A single infographic or image, for example, can be turned into a set of smaller, socially-optimized micro-graphics.
Mazda and JWT recently used this technique in their “The Long Drive Home” campaign, posting 60 Instagram images that fit together like a puzzle to reveal the larger image. The campaign drove a 302% increase in followers.
Micro-content is just one of many new formats marketers are experimenting with as they aim to tell stories in new ways. Visual content is now pervading all elements of a marketing effort, from pitch materials to presentations to internal reporting on campaign effectiveness.
Exploring Additional Storytelling Formats
By thinking holistically about new ways to present messages and tell stories, marketers can achieve more consistent and effective messaging throughout a campaign’s lifecycle — as well as build active engagement with audiences.
Visually recently helped Nissan drive engagement by creating an interactive timeline that highlights important automotive innovations through the ages. The interactive timeline encourages users to engage at their own pace and dig as deep as they wish — even letting them click through to see original patents Nissan had filed.
Even a format as staid as the questionnaire is starting to reemerge in new ways.
Talent marketplace Crew, for example, launched HowMuchtoMakeanApp.com, an interactive tool that helps entrepreneurs estimate their costs, then source talent to build their apps through Crew’s platform. For Crew, engaging content is an effective lead generation tool.
With all these new formats and distribution channels, content marketers are now turning their focus to measuring performance — and it’s challenging.
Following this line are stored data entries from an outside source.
pub mod error;
pub mod filter;
pub mod form;
pub mod recipe;
pub mod sort;
pub mod state;
pub mod view;

pub use error::RecipeError;
pub use form::RecipeForm;
pub use recipe::{NewRecipe, Recipe, RecipeId};
pub use sort::SortKey;
pub use state::{ClientState, EditTarget, Submission};
use std::fmt;

use serde::{Deserialize, Serialize};

/// Server-assigned recipe identifier.
///
/// The client never mints these. Whatever JSON shape the service uses
/// (number or string) is kept so it serializes back unchanged.
#[derive(Debug, Clone, PartialEq, Eq, Hash, Serialize, Deserialize)]
#[serde(untagged)]
pub enum RecipeId {
    Int(i64),
    Text(String),
}

impl RecipeId {
    /// Parse a URL path segment. Only the canonical decimal form is an
    /// integer id; `"01"` or `"+1"` stay text.
    pub fn from_segment(s: &str) -> Self {
        match s.parse::<i64>() {
            Ok(n) if n.to_string() == s => RecipeId::Int(n),
            _ => RecipeId::Text(s.to_string()),
        }
    }
}

impl fmt::Display for RecipeId {
    fn fmt(&self, f: &mut fmt::Formatter<'_>) -> fmt::Result {
        match self {
            RecipeId::Int(n) => write!(f, "{n}"),
            RecipeId::Text(s) => f.write_str(s),
        }
    }
}

impl From<i64> for RecipeId {
    fn from(n: i64) -> Self {
        RecipeId::Int(n)
    }
}

impl From<&str> for RecipeId {
    fn from(s: &str) -> Self {
        RecipeId::Text(s.to_string())
    }
}

#[derive(Debug, Clone, PartialEq, Serialize, Deserialize)]
pub struct Recipe {
    pub id: RecipeId,
    pub name: String,
    #[serde(default)]
    pub ingredients: Vec<String>,
    #[serde(default)]
    pub steps: Vec<String>,
    #[serde(default)]
    pub image: String,
}

/// Body of a create request. Identical to `Recipe` minus the id.
#[derive(Debug, Clone, PartialEq, Serialize, Deserialize)]
pub struct NewRecipe {
    pub name: String,
    #[serde(default)]
    pub ingredients: Vec<String>,
    #[serde(default)]
    pub steps: Vec<String>,
    #[serde(default)]
    pub image: String,
}

impl NewRecipe {
    pub fn with_id(self, id: RecipeId) -> Recipe {
        Recipe {
            id,
            name: self.name,
            ingredients: self.ingredients,
            steps: self.steps,
            image: self.image,
        }
    }
}
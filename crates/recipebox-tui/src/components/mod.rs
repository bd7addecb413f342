pub mod recipe_form;
pub mod recipe_list;
mod routes;
pub mod seed;
#[cfg(any(test, feature = "test-helpers"))]
pub mod test_helpers;

use std::sync::Arc;

use anyhow::Result;
use axum::Router;
use recipebox_service::LocalService;
use tokio::net::TcpListener;
use tracing::info;

/// Router serving `service` under `/recipes`.
pub fn app(service: LocalService) -> Router {
    routes::build_router(Arc::new(routes::InnerAppState { service }))
}

pub async fn serve(listener: TcpListener, service: LocalService) -> Result<()> {
    let router = app(service);
    info!("recipebox-server listening on http://{}", listener.local_addr()?);
    axum::serve(listener, router).await?;
    Ok(())
}
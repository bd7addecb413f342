use std::net::SocketAddr;

use anyhow::Result;
use clap::Parser;
use recipebox_service::LocalService;
use tokio::net::TcpListener;
use tracing::info;

#[derive(Debug, Parser)]
#[command(name = "recipebox-server", about = "In-memory recipe REST service")]
struct Cli {
    /// Address to bind
    #[arg(long, env = "RECIPEBOX_BIND", default_value = "127.0.0.1")]
    bind: String,

    /// Port to listen on
    #[arg(long, env = "RECIPEBOX_PORT", default_value = "8000")]
    port: u16,

    /// Preload a few sample recipes
    #[arg(long)]
    seed: bool,
}

#[tokio::main]
async fn main() -> Result<()> {
    tracing_subscriber::fmt()
        .with_env_filter(
            tracing_subscriber::EnvFilter::try_from_default_env()
                .unwrap_or_else(|_| tracing_subscriber::EnvFilter::new("recipebox_server=info,tower_http=info")),
        )
        .with_writer(std::io::stderr)
        .init();

    let cli = Cli::parse();
    let addr = SocketAddr::new(cli.bind.parse()?, cli.port);

    let service = if cli.seed {
        let samples = recipebox_server::seed::sample_recipes();
        info!("seeding {} sample recipes", samples.len());
        LocalService::with_recipes(samples)
    } else {
        LocalService::new()
    };

    let listener = TcpListener::bind(addr).await?;
    recipebox_server::serve(listener, service).await
}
To wit, only 9% of B2B content marketers felt their efforts are “very effective,” according to the Content Marketing Institute.
The first step is defining success: is your goal traffic, social sharing, leads, conversions, press pickups? Tracking performance requires setting a goal ahead of time.
Tracking Is Key
The next step is ensuring your content is trackable. Depending on who you partner with for content creation, strategy or distribution, this can be accomplished via a short piece of code, a unique bit.ly, a hashtag or visual recognition software that many providers (ourselves included) are incorporating into their analytics systems.
These technological advances make it easy to track your content’s performance both on and outside of your owned media channels. At Visually, for example, our new Native Analytics dashboards let marketers track views and shares across the web, aggregate top social mentions and press pickups, as well as gain insight into the demographics of your brand’s most influential sharers.
Finally, savvy content marketers analyze their results and use them to optimize their campaigns, often midstream.
For example, which videos are driving the most engagement on Twitter? What is the tone of the Tweets they stimulate? Once you have all the data in front of you, it’s much easier to start optimizing current and future efforts.
Content Marketing is now table stakes for building brands, and as with any mainstream marketing tactic, practice (and lots of experimentation) makes perfect.